(RECORDS PROVIDED)
use sea_orm::SqlErr;

use crate::{
    error::{AppError, AppResult},
    models::Customer,
    repository::CustomerRepository,
    transactor::Session,
};

#[derive(Clone)]
pub struct UserService {
    customers: CustomerRepository,
}

impl UserService {
    pub fn new(customers: CustomerRepository) -> Self {
        Self { customers }
    }

    /// Returns the customer registered under `phone`, creating it first if needed.
    pub async fn register_user(&self, phone: &str, name: Option<String>) -> AppResult<Customer> {
        let session = Session::pooled();
        if let Some(existing) = self.customers.get_by_phone(&session, phone).await? {
            return Ok(existing);
        }

        match self.customers.create(&session, phone, name).await {
            Ok(customer) => {
                tracing::info!(customer_id = %customer.id, "customer registered");
                Ok(customer)
            }
            // A concurrent registration won the unique phone index.
            Err(AppError::OrmError(err))
                if matches!(err.sql_err(), Some(SqlErr::UniqueConstraintViolation(_))) =>
            {
                tracing::debug!(phone, "customer registered concurrently, re-reading");
                self.customers
                    .get_by_phone(&session, phone)
                    .await?
                    .ok_or(AppError::OrmError(err))
            }
            Err(err) => Err(err),
        }
    }
}
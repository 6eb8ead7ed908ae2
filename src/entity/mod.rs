pub mod audit_logs;
pub mod customers;
pub mod menu_categories;
pub mod menu_items;
pub mod order_items;
pub mod orders;

pub use audit_logs::Entity as AuditLogs;
pub use customers::Entity as Customers;
pub use menu_categories::Entity as MenuCategories;
pub use menu_items::Entity as MenuItems;
pub use order_items::Entity as OrderItems;
pub use orders::Entity as Orders;
mod common;

use common::{create_category, create_menu_item, setup_state};
use food_order_api::{error::AppError, models::MenuItem};
use uuid::Uuid;

#[tokio::test]
async fn menu_is_grouped_by_category() -> anyhow::Result<()> {
    let state = setup_state().await?;
    let mains = create_category(&state, "Mains").await?;
    let drinks = create_category(&state, "Drinks").await?;
    create_menu_item(&state, mains.id, "Pizza", 9.50).await?;
    create_menu_item(&state, mains.id, "Burger", 8.00).await?;
    create_menu_item(&state, drinks.id, "Soda", 2.00).await?;

    let (category, items) = state.menu.get_menu_by_category(mains.id).await?;
    assert_eq!(category, mains);
    let names: Vec<&str> = items.iter().map(|i| i.name.as_str()).collect();
    assert_eq!(names, vec!["Burger", "Pizza"]);

    let err = state
        .menu
        .get_menu_by_category(Uuid::new_v4())
        .await
        .expect_err("unknown category");
    assert!(matches!(err, AppError::NotFound));
    Ok(())
}

#[tokio::test]
async fn menu_item_can_be_updated() -> anyhow::Result<()> {
    let state = setup_state().await?;
    let mains = create_category(&state, "Mains").await?;
    let pizza = create_menu_item(&state, mains.id, "Pizza", 9.50).await?;

    let updated = state
        .menu
        .update_menu_item(MenuItem {
            price: 10.25,
            active: false,
            ..pizza.clone()
        })
        .await?;
    assert_eq!(updated.id, pizza.id);
    assert_eq!(updated.price, 10.25);
    assert!(!updated.active);

    let stored = state.menu.get_menu_item(pizza.id).await?.expect("item stored");
    assert_eq!(stored, updated);

    let err = state
        .menu
        .update_menu_item(MenuItem {
            id: Uuid::new_v4(),
            ..pizza
        })
        .await
        .expect_err("unknown item");
    assert!(matches!(err, AppError::NotFound));
    Ok(())
}

#[tokio::test]
async fn registering_the_same_phone_twice_returns_one_customer() -> anyhow::Result<()> {
    let state = setup_state().await?;

    let first = state
        .users
        .register_user("+15552000001", Some("Ada".into()))
        .await?;
    let second = state
        .users
        .register_user("+15552000001", Some("Someone Else".into()))
        .await?;

    assert_eq!(first.id, second.id);
    assert_eq!(second.name.as_deref(), Some("Ada"));

    let other = state.users.register_user("+15552000002", None).await?;
    assert_ne!(other.id, first.id);
    Ok(())
}

#[tokio::test]
async fn concurrent_registrations_of_one_phone_agree() -> anyhow::Result<()> {
    let state = setup_state().await?;

    let (first, second) = tokio::join!(
        state.users.register_user("+15552000003", None),
        state.users.register_user("+15552000003", None),
    );
    let (first, second) = (first?, second?);
    assert_eq!(first.id, second.id);
    Ok(())
}
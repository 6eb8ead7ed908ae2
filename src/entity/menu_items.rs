use sea_orm::entity::prelude::*;

#[derive(Clone, Debug, PartialEq, DeriveEntityModel)]
#[sea_orm(table_name = "menu_items")]
pub struct Model {
    #[sea_orm(primary_key, auto_increment = false)]
    pub id: Uuid,
    pub category_id: Uuid,
    pub name: String,
    pub description: Option<String>,
    #[sea_orm(column_type = "Double")]
    pub price: f64,
    pub active: bool,
    pub image_url: Option<String>,
}

#[derive(Copy, Clone, Debug, EnumIter, DeriveRelation)]
pub enum Relation {
    #[sea_orm(
        belongs_to = "super::menu_categories::Entity",
        from = "Column::CategoryId",
        to = "super::menu_categories::Column::Id"
    )]
    MenuCategories,
}

impl Related<super::menu_categories::Entity> for Entity {
    fn to() -> RelationDef {
        Relation::MenuCategories.def()
    }
}

impl ActiveModelBehavior for ActiveModel {}
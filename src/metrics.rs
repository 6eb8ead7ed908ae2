//! Prometheus HTTP metrics: request duration, request and error counts, and
//! rejected-for-rate requests, labelled by method, matched route and status.

use std::time::Instant;

use axum::{
    extract::{MatchedPath, Request, State},
    http::{StatusCode, header},
    middleware::Next,
    response::{IntoResponse, Response},
};
use prometheus::{
    HistogramOpts, HistogramVec, IntCounterVec, Opts, Registry, TEXT_FORMAT, TextEncoder,
};

use crate::{
    error::{AppError, AppResult},
    state::AppState,
};

const REQUEST_LABELS: &[&str] = &["method", "url", "status_code"];
const DURATION_BUCKETS: &[f64] = &[
    0.005, 0.01, 0.025, 0.05, 0.1, 0.25, 0.5, 1.0, 2.5, 5.0, 10.0,
];

#[derive(Clone)]
pub struct HttpMetrics {
    registry: Registry,
    request_duration: HistogramVec,
    requests_total: IntCounterVec,
    errors_total: IntCounterVec,
    rate_limited_total: IntCounterVec,
}

impl HttpMetrics {
    /// Creates the collectors on a registry owned by this instance.
    pub fn new() -> prometheus::Result<Self> {
        let registry = Registry::new();

        let request_duration = HistogramVec::new(
            HistogramOpts::new(
                "http_request_duration_seconds",
                "Duration of HTTP requests in seconds",
            )
            .buckets(DURATION_BUCKETS.to_vec()),
            REQUEST_LABELS,
        )?;
        let requests_total = IntCounterVec::new(
            Opts::new("http_requests_total", "Total number of HTTP requests"),
            REQUEST_LABELS,
        )?;
        let errors_total = IntCounterVec::new(
            Opts::new(
                "http_errors_total",
                "Total number of HTTP errors (status >= 400)",
            ),
            REQUEST_LABELS,
        )?;
        let rate_limited_total = IntCounterVec::new(
            Opts::new(
                "http_rate_limited_total",
                "Total number of requests answered with 429",
            ),
            &["method", "url"],
        )?;

        registry.register(Box::new(request_duration.clone()))?;
        registry.register(Box::new(requests_total.clone()))?;
        registry.register(Box::new(errors_total.clone()))?;
        registry.register(Box::new(rate_limited_total.clone()))?;

        Ok(Self {
            registry,
            request_duration,
            requests_total,
            errors_total,
            rate_limited_total,
        })
    }

    pub fn observe(&self, method: &str, route: &str, status: StatusCode, seconds: f64) {
        let code = status.as_str();
        let labels = [method, route, code];

        self.request_duration
            .with_label_values(&labels[..])
            .observe(seconds);
        self.requests_total.with_label_values(&labels[..]).inc();

        if status.is_client_error() || status.is_server_error() {
            self.errors_total.with_label_values(&labels[..]).inc();
        }
        if status == StatusCode::TOO_MANY_REQUESTS {
            self.rate_limited_total
                .with_label_values(&[method, route])
                .inc();
        }
    }

    /// Text exposition of every collector.
    pub fn render(&self) -> AppResult<String> {
        TextEncoder::new()
            .encode_to_string(&self.registry.gather())
            .map_err(|err| AppError::Internal(err.into()))
    }
}

/// Middleware recording one observation per request. The route label is the
/// matched route template, so ids in the path do not multiply series.
pub async fn track(
    State(metrics): State<HttpMetrics>,
    request: Request,
    next: Next,
) -> Response {
    let method = request.method().to_string();
    let route = request
        .extensions()
        .get::<MatchedPath>()
        .map(|path| path.as_str().to_owned())
        .unwrap_or_else(|| "unmatched".to_owned());

    let started = Instant::now();
    let response = next.run(request).await;
    metrics.observe(
        &method,
        &route,
        response.status(),
        started.elapsed().as_secs_f64(),
    );

    response
}

#[utoipa::path(
    get,
    path = "/metrics",
    responses(
        (status = 200, description = "Prometheus text exposition", content_type = "text/plain"),
    ),
    tag = "Health"
)]
pub async fn metrics_handler(State(state): State<AppState>) -> AppResult<impl IntoResponse> {
    let body = state.metrics.render()?;
    Ok(([(header::CONTENT_TYPE, TEXT_FORMAT)], body))
}
use sea_orm::entity::prelude::*;

use crate::models::OrderStatus;

#[derive(Clone, Debug, PartialEq, DeriveEntityModel)]
#[sea_orm(table_name = "orders")]
pub struct Model {
    #[sea_orm(primary_key, auto_increment = false)]
    pub id: Uuid,
    pub customer_id: Uuid,
    pub restaurant_id: Uuid,
    pub status: OrderStatus,
    pub total_amount: i64,
    pub pick_up: bool,
    pub created_at: DateTimeWithTimeZone,
    pub updated_at: DateTimeWithTimeZone,
}

#[derive(Copy, Clone, Debug, EnumIter, DeriveRelation)]
pub enum Relation {
    #[sea_orm(
        belongs_to = "super::customers::Entity",
        from = "Column::CustomerId",
        to = "super::customers::Column::Id"
    )]
    Customers,
    #[sea_orm(has_many = "super::order_items::Entity")]
    OrderItems,
    #[sea_orm(has_many = "super::audit_logs::Entity")]
    AuditLogs,
}

impl Related<super::customers::Entity> for Entity {
    fn to() -> RelationDef {
        Relation::Customers.def()
    }
}

impl Related<super::order_items::Entity> for Entity {
    fn to() -> RelationDef {
        Relation::OrderItems.def()
    }
}

impl Related<super::audit_logs::Entity> for Entity {
    fn to() -> RelationDef {
        Relation::AuditLogs.def()
    }
}

impl ActiveModelBehavior for ActiveModel {}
(End RECORDS PROVIDED)
EXERCISE PROMPT: Set every line down again exactly. Begin with the first line of the entries and finish with the line containing "Err(AppError::OrmError(err))".

OUTPUT OF THE EXERCISE:
use sea_orm::SqlErr;

use crate::{
    error::{AppError, AppResult},
    models::Customer,
    repository::CustomerRepository,
    transactor::Session,
};

#[derive(Clone)]
pub struct UserService {
    customers: CustomerRepository,
}

impl UserService {
    pub fn new(customers: CustomerRepository) -> Self {
        Self { customers }
    }

    /// Returns the customer registered under `phone`, creating it first if needed.
    pub async fn register_user(&self, phone: &str, name: Option<String>) -> AppResult<Customer> {
        let session = Session::pooled();
        if let Some(existing) = self.customers.get_by_phone(&session, phone).await? {
            return Ok(existing);
        }

        match self.customers.create(&session, phone, name).await {
            Ok(customer) => {
                tracing::info!(customer_id = %customer.id, "customer registered");
                Ok(customer)
            }
            // A concurrent registration won the unique phone index.
            Err(AppError::OrmError(err))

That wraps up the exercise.